Dual emission from organic thermally activated delayed fluorescence (TADF) emitters is often difficult to observe, especially in the solution-state, because most compounds adhere to Kasha’s rule where emission originates from the lowest energy excited state. Two TADF dendrimers with different rigid and planar N-doped polycyclic aromatic hydrocarbons (PAH) as acceptors were designed and synthesized. By modulating the molecular geometry, compound 2GCzBPN that possesses a strongly twisted geometry exhibits TADF, while 2GCzBPPZ, possessing a less twisted geometry, shows dual emission with an emission peak at 475 nm associated with the monomer and one at 575 nm linked to aggregates that is TADF. This dual emission is both concentration-dependent and temperature-dependent in solution. This is the first observation of aggregate emission from TADF dendrimers in solution. The control of the contributions from intramolecular and intermolecular charge-transfer states permits a wide color tuning from sky blue through white to yellow light emission. We demonstrate how 2GCzBPPZ can serve as a temperature sensor and exhibits excellent temperature sensitivity across a very wide temperature range (70 °C to 70 °C) in n-hexane, accompanied by a significant spectral response, ranging from yellow to white, and then blue emission, which is the widest detected temperature range and color response reported for an organic luminescent material in solution and also to the best of our knowledge the first small molecule TADF compound used for colorimetric temperature sensing.
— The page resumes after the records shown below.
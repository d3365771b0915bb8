use clap::{ArgGroup, Parser};
use std::path::PathBuf;

use crate::normalize::default_extensions;

#[derive(Parser, Debug)]
#[command(
    name = "paramspider",
    about = "Mine parameterized URLs for a domain from web archive history",
    version,
    long_about = None
)]
#[command(group(ArgGroup::new("target").required(true).args(["domain", "list"])))]
pub struct Args {
    /// Domain name to fetch related URLs for
    #[arg(short, long)]
    pub domain: Option<String>,

    /// File containing a list of domain names, one per line
    #[arg(short, long)]
    pub list: Option<PathBuf>,

    /// Stream URLs on the terminal
    #[arg(short, long)]
    pub stream: bool,

    /// Proxy address for web requests
    #[arg(long)]
    pub proxy: Option<String>,

    /// Placeholder for parameter values; original values are kept when omitted
    #[arg(short, long)]
    pub placeholder: Option<String>,

    /// File extensions to exclude
    #[arg(short, long, num_args = 1.., default_values_t = default_extensions())]
    pub extensions: Vec<String>,

    /// Output file; defaults to <domain>.txt for each domain
    #[arg(short, long)]
    pub output: Option<PathBuf>,

    /// Number of fetch attempts per domain
    #[arg(long, default_value_t = 5)]
    pub retries: u32,

    /// Length of one backoff unit in milliseconds
    #[arg(long, default_value_t = 1000)]
    pub retry_unit_ms: u64,

    /// Transport timeout per request in seconds
    #[arg(long, default_value_t = 30)]
    pub timeout: u64,

    /// Keep every observed value per parameter when merging
    #[arg(long)]
    pub keep_values: bool,

    /// Enable verbose logging
    #[arg(short, long)]
    pub verbose: bool,

    /// Only log errors
    #[arg(short, long)]
    pub quiet: bool,
}

#[cfg(test)]
mod tests {
    use super::*;
    use clap::CommandFactory;

    #[test]
    fn test_command_is_well_formed() {
        Args::command().debug_assert();
    }

    #[test]
    fn test_single_domain_with_defaults() {
        let args = Args::try_parse_from(["paramspider", "-d", "example.com"]).unwrap();
        assert_eq!(args.domain.as_deref(), Some("example.com"));
        assert_eq!(args.extensions, default_extensions());
        assert_eq!(args.retries, 5);
        assert!(!args.stream);
    }

    #[test]
    fn test_domain_and_list_are_exclusive() {
        let result = Args::try_parse_from(["paramspider", "-d", "a.com", "-l", "domains.txt"]);
        assert!(result.is_err());
    }

    #[test]
    fn test_target_is_required() {
        assert!(Args::try_parse_from(["paramspider", "-s"]).is_err());
    }

    #[test]
    fn test_extensions_accept_multiple_values() {
        let args =
            Args::try_parse_from(["paramspider", "-l", "d.txt", "-e", ".php", ".asp", "-s"])
                .unwrap();
        assert_eq!(args.extensions, vec![".php", ".asp"]);
        assert!(args.stream);
    }
}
By embedding 2GCzBPPZ into paraffin, we demonstrated a spatio-temperature sensor that showed a noticeable emission shift from yellow to green and ultimately to blue as the temperature increased from 20 °C to 200 °C. Finally, solution-processed organic light-emitting diodes (OLEDs) using these two dendrimer emitters showed divergent performance, with a three-times higher maximum external quantum efficiency (EQEmax) of 15.0% for the device with 2GCzBPPZ compared to the device with 2GCzBPN (5.3%).